Stored items from a collection:
────────

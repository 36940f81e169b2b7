mod entry;
mod output;

use anyhow::{bail, Context};
use chrono::NaiveDate;
use clap::{Parser, Subcommand, ValueEnum};
use std::path::PathBuf;

use spendtrack::config::Config;
use spendtrack::logging;
use spendtrack::services::{compute_stats, date_codec, filter_entries, FilterCriteria};
use spendtrack::store::{export_to, import_from, EntryStore, JsonLedgerStore};

use entry::{AddArgs, EditArgs};

/// Local expense ledger with daily, weekly and monthly rollups
#[derive(Parser)]
#[command(name = "spendtrack")]
#[command(version, about, long_about = None)]
pub struct Cli {
    /// Ledger file (overrides the config file)
    #[arg(long, global = true, env = "SPENDTRACK_STORE", value_name = "PATH")]
    store: Option<PathBuf>,

    #[command(subcommand)]
    command: Commands,
}

#[derive(Subcommand)]
enum Commands {
    /// Show today/week/month totals, category breakdown and the last 7 days
    Stats {
        /// Anchor date instead of today (YYYY-MM-DD)
        #[arg(long, value_parser = parse_date)]
        today: Option<NaiveDate>,

        /// Output as JSON
        #[arg(long)]
        json: bool,
    },

    /// Show spending grouped by ISO week or calendar month, newest first
    History {
        #[arg(value_enum)]
        period: HistoryPeriod,

        /// Anchor date instead of today (YYYY-MM-DD)
        #[arg(long, value_parser = parse_date)]
        today: Option<NaiveDate>,

        /// Output as JSON
        #[arg(long)]
        json: bool,
    },

    /// List entries, newest first
    List {
        /// Match description or category (case-insensitive)
        #[arg(long)]
        text: Option<String>,

        /// Exact category
        #[arg(long)]
        category: Option<String>,

        /// Exact date (YYYY-MM-DD)
        #[arg(long)]
        date: Option<String>,

        /// Output as JSON
        #[arg(long)]
        json: bool,
    },

    /// Add an entry
    Add(AddArgs),

    /// Edit an entry
    Edit(EditArgs),

    /// Delete an entry
    Delete {
        #[arg(value_name = "ID")]
        id: String,
    },

    /// Delete every entry
    Clear {
        /// Confirm deletion
        #[arg(long)]
        yes: bool,
    },

    /// Write a JSON backup
    Export {
        /// Defaults to spendtrack_backup_<today>.json
        #[arg(value_name = "PATH")]
        path: Option<PathBuf>,
    },

    /// Add entries from a JSON backup
    Import {
        #[arg(value_name = "PATH")]
        path: PathBuf,
    },
}

#[derive(Debug, Clone, Copy, PartialEq, Eq, ValueEnum)]
enum HistoryPeriod {
    Weekly,
    Monthly,
}

fn parse_date(raw: &str) -> Result<NaiveDate, String> {
    NaiveDate::parse_from_str(raw, "%Y-%m-%d").map_err(|e| format!("expected YYYY-MM-DD: {e}"))
}

impl Cli {
    pub fn run(self) -> anyhow::Result<()> {
        let config = Config::load()?;
        logging::init_tracing(config.log_filter.as_deref());

        let path = match self.store {
            Some(path) => path,
            None => config.resolve_store_path()?,
        };
        tracing::debug!(path = %path.display(), "using ledger");
        let store = JsonLedgerStore::new(path, config.owner.clone());

        match self.command {
            Commands::Stats { today, json } => {
                let entries = store.load()?;
                let stats = compute_stats(&entries, today.unwrap_or_else(date_codec::today));
                if json {
                    println!("{}", serde_json::to_string_pretty(&stats)?);
                } else {
                    print!("{}", output::render_stats(&stats));
                }
            }
            Commands::History {
                period,
                today,
                json,
            } => {
                let entries = store.load()?;
                let stats = compute_stats(&entries, today.unwrap_or_else(date_codec::today));
                let history = match period {
                    HistoryPeriod::Weekly => &stats.weekly_history,
                    HistoryPeriod::Monthly => &stats.monthly_history,
                };
                if json {
                    println!("{}", serde_json::to_string_pretty(history)?);
                } else {
                    print!("{}", output::render_history(history));
                }
            }
            Commands::List {
                text,
                category,
                date,
                json,
            } => {
                let entries = store.load()?;
                let criteria = FilterCriteria {
                    text,
                    category,
                    date,
                };
                let matched = filter_entries(&entries, &criteria);
                if json {
                    println!("{}", serde_json::to_string_pretty(&matched)?);
                } else {
                    print!("{}", output::render_entries(&matched));
                }
            }
            Commands::Add(args) => {
                let entry = args.run(&store)?;
                println!("Added {}", entry.id);
            }
            Commands::Edit(args) => {
                let entry = args.run(&store)?;
                println!("Updated {}", entry.id);
            }
            Commands::Delete { id } => {
                let removed = store.remove(&id)?;
                println!(
                    "Deleted {} ({} {})",
                    removed.id, removed.date_key, removed.category
                );
            }
            Commands::Clear { yes } => {
                if !yes {
                    bail!("refusing to delete every entry without --yes");
                }
                let removed = store.clear()?;
                println!("Deleted {} entries", removed);
            }
            Commands::Export { path } => {
                let path = path.unwrap_or_else(|| {
                    PathBuf::from(format!("spendtrack_backup_{}.json", date_codec::today_key()))
                });
                let count = export_to(&store, &path)
                    .with_context(|| format!("exporting to {}", path.display()))?;
                println!("Exported {} entries to {}", count, path.display());
            }
            Commands::Import { path } => {
                let report = import_from(&store, &path, date_codec::today())
                    .with_context(|| format!("importing {}", path.display()))?;
                print!("{}", output::render_import_report(&report));
            }
        }

        Ok(())
    }
}

#[cfg(test)]
mod tests {
    use super::*;

    #[test]
    fn test_cli_requires_subcommand() {
        assert!(Cli::try_parse_from(["spendtrack"]).is_err());
    }

    #[test]
    fn test_cli_parse_stats() {
        let cli = Cli::try_parse_from(["spendtrack", "stats"]).unwrap();
        assert!(matches!(
            cli.command,
            Commands::Stats {
                today: None,
                json: false
            }
        ));
    }

    #[test]
    fn test_cli_parse_stats_with_anchor() {
        let cli =
            Cli::try_parse_from(["spendtrack", "stats", "--today", "2024-03-08", "--json"]).unwrap();
        match cli.command {
            Commands::Stats { today, json } => {
                assert_eq!(today, NaiveDate::from_ymd_opt(2024, 3, 8));
                assert!(json);
            }
            _ => panic!("expected stats"),
        }
    }

    #[test]
    fn test_cli_rejects_bad_anchor() {
        assert!(Cli::try_parse_from(["spendtrack", "stats", "--today", "March 8"]).is_err());
    }

    #[test]
    fn test_cli_parse_history() {
        let cli = Cli::try_parse_from(["spendtrack", "history", "weekly"]).unwrap();
        assert!(matches!(
            cli.command,
            Commands::History {
                period: HistoryPeriod::Weekly,
                today: None,
                json: false
            }
        ));
    }

    #[test]
    fn test_cli_parse_history_with_anchor() {
        let cli = Cli::try_parse_from([
            "spendtrack",
            "history",
            "monthly",
            "--today",
            "2024-03-08",
            "--json",
        ])
        .unwrap();
        match cli.command {
            Commands::History {
                period,
                today,
                json,
            } => {
                assert_eq!(period, HistoryPeriod::Monthly);
                assert_eq!(today, NaiveDate::from_ymd_opt(2024, 3, 8));
                assert!(json);
            }
            _ => panic!("expected history"),
        }
    }

    #[test]
    fn test_cli_parse_list_filters() {
        let cli = Cli::try_parse_from([
            "spendtrack",
            "list",
            "--text",
            "train",
            "--category",
            "Transport",
        ])
        .unwrap();
        match cli.command {
            Commands::List {
                text,
                category,
                date,
                ..
            } => {
                assert_eq!(text.as_deref(), Some("train"));
                assert_eq!(category.as_deref(), Some("Transport"));
                assert!(date.is_none());
            }
            _ => panic!("expected list"),
        }
    }

    #[test]
    fn test_cli_global_store_flag() {
        let cli =
            Cli::try_parse_from(["spendtrack", "list", "--store", "/tmp/ledger.json"]).unwrap();
        assert_eq!(cli.store, Some(PathBuf::from("/tmp/ledger.json")));
    }
}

────────

Brief: Go through the records and copy each line with "display" in it.

Exercise output:
        tracing::debug!(path = %path.display(), "using ledger");
                    .with_context(|| format!("exporting to {}", path.display()))?;
                println!("Exported {} entries to {}", count, path.display());
                    .with_context(|| format!("importing {}", path.display()))?;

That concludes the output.